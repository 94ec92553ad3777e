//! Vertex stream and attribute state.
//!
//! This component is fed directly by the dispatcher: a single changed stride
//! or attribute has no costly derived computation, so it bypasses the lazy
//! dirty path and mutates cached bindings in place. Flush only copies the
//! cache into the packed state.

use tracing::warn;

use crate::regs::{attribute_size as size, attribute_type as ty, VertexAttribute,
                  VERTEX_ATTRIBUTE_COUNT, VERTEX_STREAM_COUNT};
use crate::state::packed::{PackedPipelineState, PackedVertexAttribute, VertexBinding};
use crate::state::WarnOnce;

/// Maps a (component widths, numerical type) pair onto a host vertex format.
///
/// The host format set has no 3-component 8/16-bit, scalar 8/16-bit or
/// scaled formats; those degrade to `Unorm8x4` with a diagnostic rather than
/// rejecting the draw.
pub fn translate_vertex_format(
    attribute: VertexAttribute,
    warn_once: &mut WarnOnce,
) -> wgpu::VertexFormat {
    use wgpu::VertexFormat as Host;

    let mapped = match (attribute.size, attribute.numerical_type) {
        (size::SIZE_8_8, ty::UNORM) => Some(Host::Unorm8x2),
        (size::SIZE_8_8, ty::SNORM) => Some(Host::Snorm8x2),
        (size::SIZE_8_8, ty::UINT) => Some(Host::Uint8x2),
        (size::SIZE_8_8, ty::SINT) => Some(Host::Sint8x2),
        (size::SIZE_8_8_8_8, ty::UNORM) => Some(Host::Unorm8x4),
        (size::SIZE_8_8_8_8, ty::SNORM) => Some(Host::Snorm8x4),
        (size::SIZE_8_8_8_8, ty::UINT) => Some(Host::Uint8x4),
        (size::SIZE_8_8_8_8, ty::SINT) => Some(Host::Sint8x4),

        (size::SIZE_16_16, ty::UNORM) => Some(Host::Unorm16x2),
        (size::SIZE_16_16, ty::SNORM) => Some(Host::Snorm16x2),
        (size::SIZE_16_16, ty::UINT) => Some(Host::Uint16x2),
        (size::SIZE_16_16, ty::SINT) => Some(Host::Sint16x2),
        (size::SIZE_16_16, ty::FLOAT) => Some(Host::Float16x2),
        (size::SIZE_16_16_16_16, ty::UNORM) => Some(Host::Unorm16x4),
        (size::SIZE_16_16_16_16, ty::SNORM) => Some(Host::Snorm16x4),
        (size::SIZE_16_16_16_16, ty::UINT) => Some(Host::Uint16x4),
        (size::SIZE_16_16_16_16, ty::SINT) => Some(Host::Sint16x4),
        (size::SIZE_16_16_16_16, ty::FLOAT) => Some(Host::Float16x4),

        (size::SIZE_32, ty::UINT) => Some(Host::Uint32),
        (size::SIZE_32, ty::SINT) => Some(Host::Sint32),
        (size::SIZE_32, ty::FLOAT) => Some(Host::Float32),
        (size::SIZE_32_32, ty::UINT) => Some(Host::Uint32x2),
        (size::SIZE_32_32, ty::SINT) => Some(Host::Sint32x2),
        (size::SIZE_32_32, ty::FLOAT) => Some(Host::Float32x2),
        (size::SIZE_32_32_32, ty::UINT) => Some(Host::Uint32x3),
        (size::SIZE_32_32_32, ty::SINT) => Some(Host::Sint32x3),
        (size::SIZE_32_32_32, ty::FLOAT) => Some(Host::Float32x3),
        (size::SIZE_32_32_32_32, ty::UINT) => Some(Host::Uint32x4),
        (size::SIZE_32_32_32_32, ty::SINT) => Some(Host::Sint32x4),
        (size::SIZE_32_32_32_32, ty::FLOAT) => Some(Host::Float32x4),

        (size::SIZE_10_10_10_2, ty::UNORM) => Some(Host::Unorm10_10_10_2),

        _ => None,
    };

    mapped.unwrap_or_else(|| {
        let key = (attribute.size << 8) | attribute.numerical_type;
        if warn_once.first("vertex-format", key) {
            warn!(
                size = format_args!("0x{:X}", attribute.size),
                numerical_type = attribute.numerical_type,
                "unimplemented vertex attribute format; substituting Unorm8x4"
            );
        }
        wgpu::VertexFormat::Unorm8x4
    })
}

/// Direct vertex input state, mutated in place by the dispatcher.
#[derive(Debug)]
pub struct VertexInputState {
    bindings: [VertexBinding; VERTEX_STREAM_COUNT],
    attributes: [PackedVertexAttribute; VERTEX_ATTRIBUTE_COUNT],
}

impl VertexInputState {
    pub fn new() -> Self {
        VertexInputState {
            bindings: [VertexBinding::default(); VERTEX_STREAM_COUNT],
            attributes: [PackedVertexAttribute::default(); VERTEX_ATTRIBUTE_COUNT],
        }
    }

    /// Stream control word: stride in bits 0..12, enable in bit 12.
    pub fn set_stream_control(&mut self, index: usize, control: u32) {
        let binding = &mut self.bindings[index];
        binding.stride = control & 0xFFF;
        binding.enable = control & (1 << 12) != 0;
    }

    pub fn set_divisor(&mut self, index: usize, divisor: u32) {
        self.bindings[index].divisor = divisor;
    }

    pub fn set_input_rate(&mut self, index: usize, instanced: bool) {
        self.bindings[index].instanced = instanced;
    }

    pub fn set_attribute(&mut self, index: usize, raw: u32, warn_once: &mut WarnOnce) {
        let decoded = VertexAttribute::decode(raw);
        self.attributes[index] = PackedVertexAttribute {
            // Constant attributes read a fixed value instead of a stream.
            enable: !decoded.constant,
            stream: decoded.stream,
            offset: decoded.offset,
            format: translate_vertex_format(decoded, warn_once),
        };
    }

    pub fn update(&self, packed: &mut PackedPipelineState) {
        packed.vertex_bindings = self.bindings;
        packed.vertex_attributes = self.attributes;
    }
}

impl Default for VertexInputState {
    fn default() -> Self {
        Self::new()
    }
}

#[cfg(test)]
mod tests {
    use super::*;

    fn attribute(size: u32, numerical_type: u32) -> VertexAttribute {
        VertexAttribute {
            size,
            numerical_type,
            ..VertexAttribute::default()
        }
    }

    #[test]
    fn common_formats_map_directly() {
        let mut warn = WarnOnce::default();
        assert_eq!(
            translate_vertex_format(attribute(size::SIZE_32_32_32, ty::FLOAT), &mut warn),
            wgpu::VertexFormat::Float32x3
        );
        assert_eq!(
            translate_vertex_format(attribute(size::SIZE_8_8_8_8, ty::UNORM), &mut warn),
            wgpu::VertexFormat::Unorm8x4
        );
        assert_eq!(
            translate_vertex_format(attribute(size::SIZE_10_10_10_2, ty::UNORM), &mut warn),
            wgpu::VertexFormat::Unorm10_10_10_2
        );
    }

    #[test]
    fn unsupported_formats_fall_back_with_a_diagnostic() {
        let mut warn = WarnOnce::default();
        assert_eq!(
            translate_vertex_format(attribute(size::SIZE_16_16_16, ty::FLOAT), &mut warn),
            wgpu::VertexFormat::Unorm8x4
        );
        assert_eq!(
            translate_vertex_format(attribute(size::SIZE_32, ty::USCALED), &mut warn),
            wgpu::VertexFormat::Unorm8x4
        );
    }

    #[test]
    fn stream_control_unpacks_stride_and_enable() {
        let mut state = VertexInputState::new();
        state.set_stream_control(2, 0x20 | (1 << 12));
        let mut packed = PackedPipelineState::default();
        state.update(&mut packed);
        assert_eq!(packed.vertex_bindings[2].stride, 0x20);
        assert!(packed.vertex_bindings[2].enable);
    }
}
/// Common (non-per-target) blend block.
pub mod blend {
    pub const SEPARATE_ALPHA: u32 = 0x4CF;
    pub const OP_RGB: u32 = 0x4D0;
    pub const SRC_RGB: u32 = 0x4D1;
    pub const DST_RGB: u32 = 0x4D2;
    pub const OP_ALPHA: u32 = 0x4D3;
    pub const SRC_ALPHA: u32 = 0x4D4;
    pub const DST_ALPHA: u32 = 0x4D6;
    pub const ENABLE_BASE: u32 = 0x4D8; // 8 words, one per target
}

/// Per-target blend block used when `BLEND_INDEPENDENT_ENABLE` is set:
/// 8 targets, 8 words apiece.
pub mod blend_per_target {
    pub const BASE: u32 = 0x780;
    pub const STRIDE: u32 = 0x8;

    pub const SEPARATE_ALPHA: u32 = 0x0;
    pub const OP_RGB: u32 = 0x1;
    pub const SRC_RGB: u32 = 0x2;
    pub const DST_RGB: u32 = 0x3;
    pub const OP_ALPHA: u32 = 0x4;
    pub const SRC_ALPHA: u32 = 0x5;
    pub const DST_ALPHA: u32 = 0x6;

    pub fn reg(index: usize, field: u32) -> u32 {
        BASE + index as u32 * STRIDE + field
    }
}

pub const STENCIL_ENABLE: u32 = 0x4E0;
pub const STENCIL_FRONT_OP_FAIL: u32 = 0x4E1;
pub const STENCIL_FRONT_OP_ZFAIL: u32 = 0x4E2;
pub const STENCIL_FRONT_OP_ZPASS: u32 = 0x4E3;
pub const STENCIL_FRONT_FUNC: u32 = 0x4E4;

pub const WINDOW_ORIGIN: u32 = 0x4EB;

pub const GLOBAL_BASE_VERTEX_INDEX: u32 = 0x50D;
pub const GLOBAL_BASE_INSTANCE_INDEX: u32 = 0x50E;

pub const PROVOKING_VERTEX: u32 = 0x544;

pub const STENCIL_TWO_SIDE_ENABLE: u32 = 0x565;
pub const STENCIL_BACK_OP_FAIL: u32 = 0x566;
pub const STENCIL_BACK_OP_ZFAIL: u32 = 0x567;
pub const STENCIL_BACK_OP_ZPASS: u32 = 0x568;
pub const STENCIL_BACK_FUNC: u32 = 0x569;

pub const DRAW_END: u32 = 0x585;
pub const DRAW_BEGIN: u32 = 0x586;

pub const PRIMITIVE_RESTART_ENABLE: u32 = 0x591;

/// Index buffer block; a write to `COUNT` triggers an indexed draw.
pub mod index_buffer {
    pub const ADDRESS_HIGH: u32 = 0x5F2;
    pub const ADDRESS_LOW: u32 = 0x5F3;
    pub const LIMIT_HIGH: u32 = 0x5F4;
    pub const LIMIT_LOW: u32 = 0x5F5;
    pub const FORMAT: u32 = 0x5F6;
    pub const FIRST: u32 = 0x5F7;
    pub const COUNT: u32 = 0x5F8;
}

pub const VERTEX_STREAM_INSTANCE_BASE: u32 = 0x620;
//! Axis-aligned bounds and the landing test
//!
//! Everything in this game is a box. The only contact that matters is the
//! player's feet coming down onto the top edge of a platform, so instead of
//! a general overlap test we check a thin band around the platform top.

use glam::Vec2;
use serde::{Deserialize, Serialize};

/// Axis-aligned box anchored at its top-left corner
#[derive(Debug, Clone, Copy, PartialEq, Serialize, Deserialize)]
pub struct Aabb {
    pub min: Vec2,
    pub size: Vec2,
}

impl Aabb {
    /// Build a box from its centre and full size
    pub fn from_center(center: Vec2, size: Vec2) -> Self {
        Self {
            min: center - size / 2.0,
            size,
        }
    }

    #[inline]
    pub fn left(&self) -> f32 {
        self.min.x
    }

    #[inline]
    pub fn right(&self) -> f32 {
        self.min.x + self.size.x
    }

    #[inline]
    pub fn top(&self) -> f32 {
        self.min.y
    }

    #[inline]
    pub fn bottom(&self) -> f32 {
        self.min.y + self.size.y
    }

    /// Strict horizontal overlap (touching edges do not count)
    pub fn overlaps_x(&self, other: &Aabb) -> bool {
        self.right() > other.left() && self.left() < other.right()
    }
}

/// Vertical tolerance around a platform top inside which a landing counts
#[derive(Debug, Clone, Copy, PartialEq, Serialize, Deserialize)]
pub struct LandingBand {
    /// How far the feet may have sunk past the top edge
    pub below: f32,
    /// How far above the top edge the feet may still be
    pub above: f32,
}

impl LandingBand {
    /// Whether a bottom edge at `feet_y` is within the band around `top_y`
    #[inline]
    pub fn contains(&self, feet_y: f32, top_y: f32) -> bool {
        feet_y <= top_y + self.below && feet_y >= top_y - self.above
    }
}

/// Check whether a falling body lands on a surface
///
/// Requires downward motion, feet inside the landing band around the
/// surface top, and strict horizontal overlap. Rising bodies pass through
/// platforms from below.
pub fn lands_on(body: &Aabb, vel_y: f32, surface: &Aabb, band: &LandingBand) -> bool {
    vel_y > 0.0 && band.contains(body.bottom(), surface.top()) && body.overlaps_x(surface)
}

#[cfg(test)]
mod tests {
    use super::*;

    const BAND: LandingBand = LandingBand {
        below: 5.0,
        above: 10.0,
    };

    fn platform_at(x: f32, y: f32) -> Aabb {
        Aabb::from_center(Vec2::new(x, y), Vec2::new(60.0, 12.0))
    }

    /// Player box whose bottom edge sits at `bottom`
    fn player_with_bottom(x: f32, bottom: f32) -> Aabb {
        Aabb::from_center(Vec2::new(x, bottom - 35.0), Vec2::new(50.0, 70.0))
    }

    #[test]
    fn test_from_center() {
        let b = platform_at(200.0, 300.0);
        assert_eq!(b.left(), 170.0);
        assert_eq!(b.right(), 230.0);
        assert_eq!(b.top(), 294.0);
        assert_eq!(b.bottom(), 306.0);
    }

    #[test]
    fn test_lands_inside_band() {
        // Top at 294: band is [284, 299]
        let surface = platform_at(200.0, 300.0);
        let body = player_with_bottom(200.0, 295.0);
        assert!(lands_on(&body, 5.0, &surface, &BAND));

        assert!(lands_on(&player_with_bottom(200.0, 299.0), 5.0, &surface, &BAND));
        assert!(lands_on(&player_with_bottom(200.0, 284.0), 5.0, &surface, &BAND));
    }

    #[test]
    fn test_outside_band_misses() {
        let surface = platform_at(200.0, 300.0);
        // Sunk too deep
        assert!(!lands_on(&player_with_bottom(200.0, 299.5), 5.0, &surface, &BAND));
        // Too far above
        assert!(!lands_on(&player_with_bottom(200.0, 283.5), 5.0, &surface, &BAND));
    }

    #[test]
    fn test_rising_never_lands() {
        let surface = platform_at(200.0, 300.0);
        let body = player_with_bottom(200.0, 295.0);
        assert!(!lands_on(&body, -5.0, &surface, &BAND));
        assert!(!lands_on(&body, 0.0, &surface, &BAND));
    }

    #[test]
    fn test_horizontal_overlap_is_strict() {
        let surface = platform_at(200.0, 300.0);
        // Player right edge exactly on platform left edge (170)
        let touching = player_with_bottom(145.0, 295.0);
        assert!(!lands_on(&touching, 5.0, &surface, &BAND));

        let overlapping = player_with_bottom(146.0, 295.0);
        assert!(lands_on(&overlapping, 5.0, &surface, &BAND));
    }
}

....

Exercise goal ::
An exact copy of the lines above, from the one containing "only copies the" down to the one containing "as size, attribute_type" and including both, is the whole answer; retype it and nothing else.

Answer to the problem ::
//! dirty path and mutates cached bindings in place. Flush only copies the
//! cache into the packed state.

use tracing::warn;

use crate::regs::{attribute_size as size, attribute_type as ty, VertexAttribute,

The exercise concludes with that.